Если бы нержавеющие комсомольцы могли перейти через дорогу, то обязательно уперлись бы в дом Ипатьева, где их предки-интернационалисты стреляли и кололи штыками русского царя и его детей. Там одно время тоже был музей, даже содержались в плену мощи праведного Симеона Верхотурского, смиреннейшего русского святого (даже имя его было забыто и явлено людям в сонных видениях только лет через пятьдесят после успенья, когда гроб показался над землей и стали происходить исцеления)... Лебяжий пух пустили по ветру еще в 20-е годы... Белый лебяжий пух из раки праведника.

Не знаю, что здесь, в этом советском музее, было основой экспозиции. Может быть, чучела палачей в величественных позах? Восковые фигуры? Но в конце 60-х железные двери подвала были крепко заперты, теперь уж стало немодно бахвалиться истреблением детей.

Впрочем... речь шла о музыке. Елизавета Дмитриевна самозабвенно пела русские романсы, голос был удивительный: "И прошлое кажется сном..." Она пела: «Не кажется…». Она не хотела превращать прошлое в сон. «Мне некуда больше спешить, мне некого больше любить…» Она всю жизнь помнила своего Кирилла, погибшего в феврале 42-го. Маше дурного слова о нем никогда не сказала. Нет, не сказала. Маша любила его…

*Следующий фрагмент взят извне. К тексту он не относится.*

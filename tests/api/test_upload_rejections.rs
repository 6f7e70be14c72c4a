// Copyright (c) 2025 Fabstir
// SPDX-License-Identifier: BUSL-1.1

//! Rejected uploads flash a message, redirect to `/` and never reach the
//! classifiers or the upload directory

use axum::{
    body::Body,
    http::{header, Method, Request, StatusCode},
};
use dog_breed_app::storage::UploadStore;
use tower::ServiceExt;

use crate::common::{body_text, png_bytes, set_cookie_pair, upload_request, Part, TestApp};

/// POST the request, assert the flash redirect, then follow it and return
/// the rendered page
async fn post_and_follow(app: &TestApp, request: Request<Body>) -> String {
    let response = app.router.clone().oneshot(request).await.unwrap();

    assert_eq!(response.status(), StatusCode::SEE_OTHER);
    assert_eq!(response.headers().get(header::LOCATION).unwrap(), "/");
    let cookie = set_cookie_pair(&response).expect("flash cookie set on redirect");

    let follow = Request::builder()
        .uri("/")
        .header(header::COOKIE, cookie)
        .body(Body::empty())
        .unwrap();
    let page = app.router.clone().oneshot(follow).await.unwrap();
    assert_eq!(page.status(), StatusCode::OK);
    body_text(page).await
}

#[tokio::test]
async fn test_missing_file_part() {
    let app = TestApp::new(200, 0, "Labrador_retriever").await;
    let request = upload_request(&[Part {
        name: "caption",
        filename: None,
        data: b"hello",
    }]);

    let page = post_and_follow(&app, request).await;

    assert!(page.contains("No file part"));
    assert_eq!(app.classifier_calls(), 0);
    assert!(app.uploads.list().await.unwrap().is_empty());
}

#[tokio::test]
async fn test_non_multipart_post_is_missing_file_part() {
    let app = TestApp::new(200, 0, "Labrador_retriever").await;
    let request = Request::builder()
        .method(Method::POST)
        .uri("/")
        .header(header::CONTENT_TYPE, "application/x-www-form-urlencoded")
        .body(Body::from("file=dog.jpg"))
        .unwrap();

    let page = post_and_follow(&app, request).await;

    assert!(page.contains("No file part"));
    assert_eq!(app.classifier_calls(), 0);
    assert!(app.uploads.list().await.unwrap().is_empty());
}

#[tokio::test]
async fn test_file_field_without_filename_is_missing_file_part() {
    let app = TestApp::new(200, 0, "Labrador_retriever").await;
    let png = png_bytes(8, 8);
    let request = upload_request(&[Part {
        name: "file",
        filename: None,
        data: &png,
    }]);

    let page = post_and_follow(&app, request).await;

    assert!(page.contains("No file part"));
    assert!(!page.contains("No image selected"));
    assert_eq!(app.classifier_calls(), 0);
    assert!(app.uploads.list().await.unwrap().is_empty());
}

#[tokio::test]
async fn test_empty_filename() {
    let app = TestApp::new(200, 0, "Labrador_retriever").await;
    let request = upload_request(&[Part {
        name: "file",
        filename: Some(""),
        data: b"",
    }]);

    let page = post_and_follow(&app, request).await;

    assert!(page.contains("No image selected for uploading"));
    assert_eq!(app.classifier_calls(), 0);
    assert!(app.uploads.list().await.unwrap().is_empty());
}

#[tokio::test]
async fn test_disallowed_extension() {
    let app = TestApp::new(200, 0, "Labrador_retriever").await;
    let png = png_bytes(8, 8);
    let request = upload_request(&[Part {
        name: "file",
        filename: Some("photo.exe"),
        data: &png,
    }]);

    let page = post_and_follow(&app, request).await;

    assert!(page.contains("Allowed image types are -&gt; png, jpg, jpeg"));
    assert_eq!(app.classifier_calls(), 0);
    assert!(app.uploads.list().await.unwrap().is_empty());
}

#[tokio::test]
async fn test_flash_is_consumed_once() {
    let app = TestApp::new(200, 0, "Labrador_retriever").await;
    let request = upload_request(&[Part {
        name: "file",
        filename: Some("notes.txt"),
        data: b"not an image",
    }]);

    let response = app.router.clone().oneshot(request).await.unwrap();
    let cookie = set_cookie_pair(&response).unwrap();

    let first = app
        .router
        .clone()
        .oneshot(
            Request::builder()
                .uri("/")
                .header(header::COOKIE, cookie)
                .body(Body::empty())
                .unwrap(),
        )
        .await
        .unwrap();

    // The page clears the cookie it just rendered
    let cleared = set_cookie_pair(&first).expect("flash cookie removed");
    assert_eq!(cleared, "flash=");
    assert!(body_text(first).await.contains("Allowed image types"));

    let second = app
        .router
        .clone()
        .oneshot(Request::builder().uri("/").body(Body::empty()).unwrap())
        .await
        .unwrap();
    assert!(!body_text(second).await.contains("Allowed image types"));
}
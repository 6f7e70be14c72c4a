// Copyright (c) 2025 Fabstir
// SPDX-License-Identifier: BUSL-1.1
//! One-shot messages carried across a redirect in a cookie

use axum_extra::extract::cookie::{Cookie, CookieJar, SameSite};
use base64::{engine::general_purpose::URL_SAFE_NO_PAD, Engine as _};

pub const FLASH_COOKIE: &str = "flash";

/// Decode a flash cookie value; anything malformed yields no messages
pub fn decode_messages(value: &str) -> Vec<String> {
    URL_SAFE_NO_PAD
        .decode(value)
        .ok()
        .and_then(|bytes| serde_json::from_slice(&bytes).ok())
        .unwrap_or_default()
}

fn encode_messages(messages: &[String]) -> String {
    let json = serde_json::to_vec(messages).unwrap_or_default();
    URL_SAFE_NO_PAD.encode(json)
}

/// Queue `message` for the next page render
pub fn push(jar: CookieJar, message: &str) -> CookieJar {
    let mut messages = jar
        .get(FLASH_COOKIE)
        .map(|c| decode_messages(c.value()))
        .unwrap_or_default();
    messages.push(message.to_string());

    let cookie = Cookie::build((FLASH_COOKIE, encode_messages(&messages)))
        .path("/")
        .http_only(true)
        .same_site(SameSite::Lax);
    jar.add(cookie)
}

/// Remove and return every queued message
pub fn take(jar: CookieJar) -> (CookieJar, Vec<String>) {
    match jar.get(FLASH_COOKIE).map(|c| decode_messages(c.value())) {
        Some(messages) => (jar.remove(Cookie::build(FLASH_COOKIE).path("/")), messages),
        None => (jar, Vec::new()),
    }
}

Пела, конечно, сидя за роялем. Может, инфаркт бы не случился, если бы... Пришла поздравить с днем рожденья гостья -  ставшая взрослой соседка из давно исчезнувшего барака. Дочь давно умершего летчика... Эх, была — не была! Хоть и после гипертонического криза, но как без фортепьяно. Форте!!! Спела романс… Потом помирала в больнице скорой помощи на Большакова, которую недавно почему-то упразднили в ходе перманентной революции. Это рядом с Зеленой рощей, которая была кладбищем   а сейчас здесь бегают трусцой, гоняют футбол и творят всевозможные мерзости. Рядом с музеем, который был когда то огромным собором Александра Невского и в притвор которого смотрела пушка зеленого музейного танка Т-34. Рядом с уничтоженными могилами её деда Семёна Романовича Половникова и бабушки Ксении Михайловны... Где мы в последний раз соборовались с Машей. Где она в последний раз ходила по храму и прикладывалась к образам… А на втором этаже там лежали взятые в плен иконы. На стеллажах. Может, когда-нибудь их вернут Церкви, как вернули мощи святых? Все посягающие на церковные святыни прокляты на древних соборах…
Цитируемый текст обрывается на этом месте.